Dataset entries
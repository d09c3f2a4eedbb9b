//! OS signal handling.
//!
//! # Responsibilities
//! - Wait for SIGINT (Ctrl+C) or SIGTERM
//! - Translate the first one into a shutdown trigger
//!
//! # Design Decisions
//! - Uses Tokio's signal handling (async-safe)
//! - No reload signal: configuration is fixed for the process lifetime

use crate::lifecycle::Shutdown;

/// Resolve when the process is asked to stop.
pub async fn wait_for_signal() {
    let ctrl_c = async {
        if let Err(e) = tokio::signal::ctrl_c().await {
            tracing::error!(error = %e, "Failed to listen for Ctrl+C");
            std::future::pending::<()>().await;
        }
    };

    #[cfg(unix)]
    let terminate = async {
        use tokio::signal::unix::{signal, SignalKind};
        match signal(SignalKind::terminate()) {
            Ok(mut sigterm) => {
                sigterm.recv().await;
            }
            Err(e) => {
                tracing::error!(error = %e, "Failed to listen for SIGTERM");
                std::future::pending::<()>().await;
            }
        }
    };

    #[cfg(not(unix))]
    let terminate = std::future::pending::<()>();

    tokio::select! {
        _ = ctrl_c => tracing::info!(signal = "SIGINT", "Shutdown signal received"),
        _ = terminate => tracing::info!(signal = "SIGTERM", "Shutdown signal received"),
    }
}

/// Trigger `shutdown` on the first termination signal.
pub fn spawn_signal_handler(shutdown: Shutdown) -> tokio::task::JoinHandle<()> {
    tokio::spawn(async move {
        wait_for_signal().await;
        shutdown.trigger();
    })
}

> [TO DO]: Set down every record above exactly as written.

> [RESPONSE TO THE EXERCISE]:
repository d09c3f2a4eedbb9b
//! OS signal handling.
//!
//! # Responsibilities
//! - Wait for SIGINT (Ctrl+C) or SIGTERM
//! - Translate the first one into a shutdown trigger
//!
//! # Design Decisions
//! - Uses Tokio's signal handling (async-safe)
//! - No reload signal: configuration is fixed for the process lifetime

use crate::lifecycle::Shutdown;

/// Resolve when the process is asked to stop.
pub async fn wait_for_signal() {
    let ctrl_c = async {
        if let Err(e) = tokio::signal::ctrl_c().await {
            tracing::error!(error = %e, "Failed to listen for Ctrl+C");
            std::future::pending::<()>().await;
        }
    };

    #[cfg(unix)]
    let terminate = async {
        use tokio::signal::unix::{signal, SignalKind};
        match signal(SignalKind::terminate()) {
            Ok(mut sigterm) => {
                sigterm.recv().await;
            }
            Err(e) => {
                tracing::error!(error = %e, "Failed to listen for SIGTERM");
                std::future::pending::<()>().await;
            }
        }
    };

    #[cfg(not(unix))]
    let terminate = std::future::pending::<()>();

    tokio::select! {
        _ = ctrl_c => tracing::info!(signal = "SIGINT", "Shutdown signal received"),
        _ = terminate => tracing::info!(signal = "SIGTERM", "Shutdown signal received"),
    }
}

/// Trigger `shutdown` on the first termination signal.
pub fn spawn_signal_handler(shutdown: Shutdown) -> tokio::task::JoinHandle<()> {
    tokio::spawn(async move {
        wait_for_signal().await;
        shutdown.trigger();
    })
}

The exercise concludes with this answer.